Updated on 13 Feb 2017

A carriage way is defined as the width or portion of road which is used by the vehicular traffic for their movement. It is generally central portion of the total land width and the bituminous concrete is placed or paved as to provide good service for the users. Width of the carriage way depends on the number of the lanes in the road which again depends on the class of the highway. If it is higher level road then it will need more numbers of lanes and therefore the carriage way width will be more.


Pavement is an open, public way for the passage or transport of vehicles, people, and animals. Pavement is finished with a hard smooth surface.
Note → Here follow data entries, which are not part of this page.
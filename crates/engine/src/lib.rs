// SDB - Snapshot Debugger
// Copyright (C) 2024 Zhuo Zhang and Wuqi Zhang
//
// This program is free software: you can redistribute it and/or modify
// it under the terms of the GNU Affero General Public License as published by
// the Free Software Foundation, either version 3 of the License, or
// (at your option) any later version.
//
// This program is distributed in the hope that it will be useful,
// but WITHOUT ANY WARRANTY; without even the implied warranty of
// MERCHANTABILITY or FITNESS FOR A PARTICULAR PURPOSE. See the
// GNU Affero General Public License for more details.
//
// You should have received a copy of the GNU Affero General Public License
// along with this program. If not, see <https://www.gnu.org/licenses/>.

//! SDB Engine - breakpoint synchronization for a remote snapshot debugger
//!
//! The engine mirrors the breakpoint list of one debuggee, reconciles it with
//! the breakpoints a host keeps locally and turns captured snapshots into a
//! browsable execution stack.
//!
//! # Parts
//!
//! - [`SyncController`] long-polls the list and publishes immutable
//!   [`SyncState`] snapshots to its listeners.
//! - [`SnapshotResolver`] hydrates final breakpoints off the caller's task.
//! - [`BreakpointHandler`] binds local breakpoints to remote ids.
//! - [`ExecutionStack`] presents one hydrated snapshot.
//! - [`DebugSession`] wires the above together.

pub mod config;
pub mod controller;
pub mod handler;
pub mod http;
pub mod presentation;
pub mod resolver;
pub mod session;
pub mod stack;
pub mod state;
pub mod store;
pub mod test_utils;

pub use config::SyncConfig;
pub use controller::{ListenerId, SyncController, SyncListener};
pub use handler::{BindingPhase, BindingView, BreakpointHandler, SnapshotObserver};
pub use http::HttpDebuggerClient;
pub use presentation::{InlineExecutor, PresentationExecutor, QueuedExecutor};
pub use resolver::{ResolveHandle, SnapshotResolver};
pub use session::DebugSession;
pub use stack::{ExecutionStack, FrameModel, VariableNode};
pub use state::SyncState;
pub use store::{
    BreakpointPresentation, InMemoryBreakpointStore, LocalBreakpoint, LocalBreakpointId,
    LocalBreakpointStore,
};
impl<C: RemoteDebuggerClient> fmt::Debug for SyncController<C> {
    fn fmt(&self, f: &mut fmt::Formatter<'_>) -> fmt::Result {
        let state = self.state();
        f.debug_struct("SyncController")
            .field("debuggee_id", &state.debuggee_id())
            .field("wait_token", &state.wait_token())
            .field("breakpoints", &state.len())
            .field("cached", &self.inner.final_cache.len())
            .field("listening", &self.is_background_listening())
            .finish()
    }
}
The smooth surface helped make them durable and able to withstand traffic and the environment. Road pavements decay over time due to the impact of traffic, particularly heavy vehicles and environmental factors such as weather, pollution. One of the primary functions of the pavement is load distribution.

pavement in road
pavement in road
Pavements are primarily to be used by vehicles and pedestrians. Storm water drainage and environmental conditions are a major concern in the designing of a pavement. The first of the constructed roads date back to 4000 BC and consisted of stone paved streets or timber roads. The roads of the earlier times depended solely on stone, gravel and sand for construction and water was used as a binding agent to level and give a finished look to the surface. All hard road pavements usually fall into two broad categories namely

Flexible Pavement

Flexible pavements are those which are surfaced with bituminous or asphalt materials. It’s flexible since the total pavement structure bends or deflects due to the traffic loads. Generally this type of pavement requires some sort of maintenance or restoration every 10 to 15 years.
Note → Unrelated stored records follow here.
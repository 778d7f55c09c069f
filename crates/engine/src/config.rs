// SDB - Snapshot Debugger
// Copyright (C) 2024 Zhuo Zhang and Wuqi Zhang
//
// This program is free software: you can redistribute it and/or modify
// it under the terms of the GNU Affero General Public License as published by
// the Free Software Foundation, either version 3 of the License, or
// (at your option) any later version.
//
// This program is distributed in the hope that it will be useful,
// but WITHOUT ANY WARRANTY; without even the implied warranty of
// MERCHANTABILITY or FITNESS FOR A PARTICULAR PURPOSE. See the
// GNU Affero General Public License for more details.
//
// You should have received a copy of the GNU Affero General Public License
// along with this program. If not, see <https://www.gnu.org/licenses/>.

//! Engine configuration stored in `~/.sdb.toml`.

use std::{fs, path::Path, path::PathBuf, time::Duration};

use eyre::{Context, Result};
use sdb_common::env::{SDB_API_ROOT, SDB_CONFIG};
use serde::{Deserialize, Serialize};
use tracing::{debug, info};

/// Default service endpoint.
pub const DEFAULT_API_ROOT: &str = "https://clouddebugger.googleapis.com";

/// Tuning knobs of the sync loop and the HTTP transport.
#[derive(Debug, Clone, PartialEq, Eq, Serialize, Deserialize)]
#[serde(default)]
pub struct SyncConfig {
    /// Delay before the first background tick
    pub initial_delay_ms: u64,
    /// Pause between two background ticks
    pub poll_period_ms: u64,
    /// Whether to long-poll with a wait token
    pub use_wait_token: bool,
    /// Pause between unchanged polls when wait tokens are off
    pub fallback_poll_interval_ms: u64,
    /// Upper bound on concurrent remote calls
    pub max_concurrent_requests: usize,
    /// Read timeout of the long-poll list call
    pub long_timeout_ms: u64,
    /// Read timeout of every other call
    pub short_timeout_ms: u64,
    /// Client version sent with every request
    pub client_version: String,
    /// Service root url
    pub api_root: String,
}

impl Default for SyncConfig {
    fn default() -> Self {
        Self {
            initial_delay_ms: 2000,
            poll_period_ms: 500,
            use_wait_token: true,
            fallback_poll_interval_ms: 1000,
            max_concurrent_requests: 4,
            long_timeout_ms: 120_000,
            short_timeout_ms: 10_000,
            client_version: format!("sdb/{}", env!("CARGO_PKG_VERSION")),
            api_root: DEFAULT_API_ROOT.to_string(),
        }
    }
}

impl SyncConfig {
    /// Get the config file path. `SDB_CONFIG` wins over `~/.sdb.toml`.
    pub fn config_path() -> Result<PathBuf> {
        if let Ok(path) = std::env::var(SDB_CONFIG) {
            return Ok(PathBuf::from(path));
        }
        let home =
            dirs::home_dir().ok_or_else(|| eyre::eyre!("Unable to determine home directory"))?;
        Ok(home.join(".sdb.toml"))
    }

    /// Load configuration from the default path, creating it if it doesn't exist
    pub fn load() -> Result<Self> {
        let config_path = Self::config_path()?;

        let config = if config_path.exists() {
            Self::load_from(&config_path)?
        } else {
            info!("Config file not found, creating default at {:?}", config_path);
            let default_config = Self::default();
            default_config.save_to(&config_path)?;
            default_config
        };

        Ok(config.with_env_overrides())
    }

    /// Load configuration from an explicit path
    pub fn load_from(path: &Path) -> Result<Self> {
        let content = fs::read_to_string(path)
            .with_context(|| format!("Failed to read config file: {path:?}"))?;

        let config: Self =
            toml::from_str(&content).with_context(|| "Failed to parse config file as TOML")?;

        debug!("Loaded configuration from {:?}", path);
        Ok(config)
    }

    /// Save configuration to an explicit path
    pub fn save_to(&self, path: &Path) -> Result<()> {
        let content =
            toml::to_string_pretty(self).with_context(|| "Failed to serialize config to TOML")?;

        fs::write(path, content).with_context(|| format!("Failed to write config file: {path:?}"))?;

        debug!("Saved configuration to {:?}", path);
        Ok(())
    }

    /// Applies `SDB_API_ROOT` if set.
    pub fn with_env_overrides(mut self) -> Self {
        if let Ok(root) = std::env::var(SDB_API_ROOT) {
            if !root.trim().is_empty() {
                self.api_root = root;
            }
        }
        self
    }

    /// Delay before the first background tick.
    pub fn initial_delay(&self) -> Duration {
        Duration::from_millis(self.initial_delay_ms)
    }

    /// Pause between background ticks.
    pub fn poll_period(&self) -> Duration {
        Duration::from_millis(self.poll_period_ms)
    }

    /// Pause between unchanged polls in fallback mode.
    pub fn fallback_poll_interval(&self) -> Duration {
        Duration::from_millis(self.fallback_poll_interval_ms)
    }

    /// Read timeout of the long-poll.
    pub fn long_timeout(&self) -> Duration {
        Duration::from_millis(self.long_timeout_ms)
    }

    /// Read timeout of short calls.
    pub fn short_timeout(&self) -> Duration {
        Duration::from_millis(self.short_timeout_ms)
    }

    /// A configuration with no startup delay and tight timings, for tests.
    pub fn immediate() -> Self {
        Self {
            initial_delay_ms: 0,
            poll_period_ms: 1,
            fallback_poll_interval_ms: 1,
            ..Self::default()
        }
    }
}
A flexible pavement structure is typically composed of several layers of material. The layers consist better quality materials will lay on top where the intensity of stress from traffic loads is high and lower quality materials will lay at the bottom where the stress intensity is low. Flexible pavements can be analyzed as a multilayer system under loading. A typical flexible pavement structure consists of the surface course and underlying base and sub base courses. Each of these layers contributes to structural support and drainage.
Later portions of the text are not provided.